Perform a rolling upgrade of a search head cluster

Splunk Enterprise version 7.1.0 and higher supports rolling upgrade for search head clusters. A rolling upgrade performs a phased upgrade of cluster members with minimal interruption to your ongoing searches. You can use a rolling upgrade to minimize search disruption when upgrading cluster members to a new version of Splunk Enterprise.

Requirements and considerations

Review the following requirements and considerations before you initiate a rolling upgrade:

Rolling upgrade only applies to upgrades from version 7.1.x to higher versions of Splunk Enterprise.
All search head cluster members, indexer cluster manager node, and indexer cluster peer nodes must be running version 7.1.0 or higher.
When performing a rolling upgrade to Splunk Enterprise version 9.0 or higher, you must manually migrate the KV store to the WiredTiger storage engine and server version 2.0, if you have not already done so. For detailed instructions, see Migrate the KV store in a clustered deployment.
Do not attempt any clustering maintenance operations, such as rolling restart, bundle pushes, or node additions, during a rolling upgrade.

Note: Hardware or network failures that prevent node shutdown or restart might require manual intervention.

How a rolling upgrade works

When you initiate a rolling upgrade, you select a cluster member and put that member into manual detention. While in manual detention, the member cannot accept new search jobs, and all in-progress searches try to complete within a configurable timeout. When all searches are complete, you perform the software upgrade and bring the member back online. You repeat this process for each cluster member until the rolling upgrade is complete.

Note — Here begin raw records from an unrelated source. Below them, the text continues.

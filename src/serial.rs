use std::fmt::Display;

use serde::{Deserialize, Serialize};

/// Serial device related errors.
pub mod error;

/// The device session and the [`session::Device`] seam the watch loop drives.
pub mod session;

/// Raw line settings.
pub(crate) mod termios;

pub use termios::{supported_baud, DEFAULT_BAUD};

/// Bytes read from the line, as text.
#[derive(Debug, PartialEq, Eq, PartialOrd, Ord, Clone, Deserialize, Serialize)]
pub struct SerialMessage(String);

impl SerialMessage {
    /// Create a serial message from bytes, ignoring any bad utf8 bytes.
    pub fn new_lossy<B: AsRef<[u8]>>(bytes: B) -> Self {
        Self(String::from_utf8_lossy(bytes.as_ref()).to_string())
    }

    /// Borrowed form.
    pub fn as_str(&self) -> &str {
        &self.0
    }
}

impl<T: AsRef<str>> From<T> for SerialMessage {
    fn from(string_like: T) -> Self {
        Self(string_like.as_ref().into())
    }
}

/// Control characters are shown escaped (`\r`, `\n`, `\u{1b}`),
/// so a record shows everything that was read on one line.
impl Display for SerialMessage {
    fn fmt(&self, f: &mut std::fmt::Formatter<'_>) -> std::fmt::Result {
        for c in self.0.chars() {
            if c.is_control() {
                write!(f, "{}", c.escape_default())?;
            } else {
                write!(f, "{c}")?;
            }
        }

        Ok(())
    }
}
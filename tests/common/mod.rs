#![allow(dead_code)]

use std::{
    io,
    sync::{Arc, Mutex},
};

use serial_lookout::{
    line::LineId,
    mock::{MockDevice, MockLock, MockPace, Timeline},
    script::InitScript,
    watch::Watcher,
};
use tracing::Level;

pub type MockWatcher = Watcher<MockLock, MockDevice, MockPace>;

/// A watcher wired to mocks, plus handles to poke at them.
pub struct Rig {
    pub timeline: Timeline,
    pub lock: MockLock,
    pub device: MockDevice,
    pub watcher: MockWatcher,
}

pub fn line() -> LineId {
    LineId::new("ttyMock0").expect("Valid line name")
}

/// Set up a watcher with the given (unexpanded) init strings.
pub fn rig(init: &[&str]) -> Rig {
    let timeline = Timeline::new();
    let lock = MockLock::new(&timeline);
    let device = MockDevice::new(&timeline);
    let script = InitScript::from_texts(init).expect("Init strings should expand");

    let watcher = Watcher::new(
        line(),
        lock.clone(),
        device.clone(),
        MockPace::new(&timeline),
        script,
    );

    Rig {
        timeline,
        lock,
        device,
        watcher,
    }
}

/// Log output collected in memory.
#[derive(Debug, Clone, Default)]
pub struct Captured(Arc<Mutex<Vec<u8>>>);

impl Captured {
    pub fn lines(&self) -> Vec<String> {
        let bytes = self.0.lock().unwrap().clone();

        String::from_utf8(bytes)
            .unwrap()
            .lines()
            .map(Into::into)
            .collect()
    }
}

impl io::Write for Captured {
    fn write(&mut self, buf: &[u8]) -> io::Result<usize> {
        self.0.lock().unwrap().extend_from_slice(buf);
        Ok(buf.len())
    }

    fn flush(&mut self) -> io::Result<()> {
        Ok(())
    }
}

/// Run `f` with log records at `level` and above going to the returned buffer.
pub fn capture_logs<T>(level: Level, f: impl FnOnce() -> T) -> (T, Captured) {
    let captured = Captured::default();
    let writer = captured.clone();

    let subscriber = tracing_subscriber::fmt()
        .with_writer(move || writer.clone())
        .with_ansi(false)
        .with_max_level(level)
        .finish();

    let result = tracing::subscriber::with_default(subscriber, f);

    (result, captured)
}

A rolling upgrade behaves in the following ways:

Cluster members are upgraded one at a time.
While in manual detention, the following applies to a cluster member:
- The cluster member cannot receive new searches, execute ad hoc searches, or receive new search artifacts from other members.
- The cluster member continues to participate in most cluster operations, such as captain election and automatic configuration replication.
- New scheduled searches are executed on other members.
The cluster member waits for in-progress searches to complete, up to a maximum time set by the user. The default of 180 seconds is enough time for the majority of searches to complete in most cases.
Rolling upgrades apply to both historical and real-time searches.

Perform a rolling upgrade

To upgrade a search head cluster with minimal search interruption, perform the following steps:

1. Run preliminary health checks

On any cluster member, run the splunk show shcluster-status command using the verbose option to confirm that the cluster is in a healthy state before you begin the upgrade:

splunk show shcluster-status --verbose

Here is an example of the output from the command:

Captain:
		decommission_search_jobs_wait_secs : 180
		               dynamic_captain : 1
		               elected_captain : Tue Mar  6 23:35:52 2018
		                            id : FEC6F789-8C30-4174-BF28-674CE4E4FAE2
		              initialized_flag : 1
                    kvstore_maintenance_status : enabled
		                         label : sh3
		 max_failures_to_keep_majority : 1
		                      mgmt_uri : https://sroback180306192122accme_sh3_1:8089
		         min_peers_joined_flag : 1
		               rolling_restart : restart
		          rolling_restart_flag : 0
		          rolling_upgrade_flag : 0
		            service_ready_flag : 1
		                stable_captain : 1

 Cluster Manager(s):
	https://sroback180306192122accme_manager1_1:8089		splunk_version: 7.1.0

 Members:
	sh3
                                kvstore_status : maintenance
		                         label : sh3
		              manual_detention : off
		                      mgmt_uri : https://sroback180306192122accme_sh3_1:8089
		                mgmt_uri_alias : https://10.0.181.9:8089
		              out_of_sync_node : 0
		             preferred_captain : 1
		              restart_required : 0
		                splunk_version : 7.1.0
		                        status : Up
	sh2
                                kvstore_status : maintenance
		                         label : sh2
		         last_conf_replication : Wed Mar  7 05:30:09 2018
		              manual_detention : off
		                      mgmt_uri : https://sroback180306192122accme_sh2_1:8089
		                mgmt_uri_alias : https://10.0.181.4:8089
		              out_of_sync_node : 0
		             preferred_captain : 1
		              restart_required : 0
		                splunk_version : 7.1.0
		                        status : Up
	sh1
                                kvstore_status : maintenance
		                         label : sh1
		         last_conf_replication : Wed Mar  7 05:30:09 2018
		              manual_detention : off
		                      mgmt_uri : https://sroback180306192122accme_sh1_1:8089
		                mgmt_uri_alias : https://10.0.181.2:8089
		              out_of_sync_node : 0
		             preferred_captain : 1
		              restart_required : 0
		                splunk_version : 7.1.0
		                        status : Up

The output shows a stable, dynamically elected captain, enough members to support the replication factor, no out-of-sync nodes, and all members running a compatible Splunk Enterprise version (7.1.0 or higher). This indicates that the cluster is in a healthy state to perform a rolling upgrade.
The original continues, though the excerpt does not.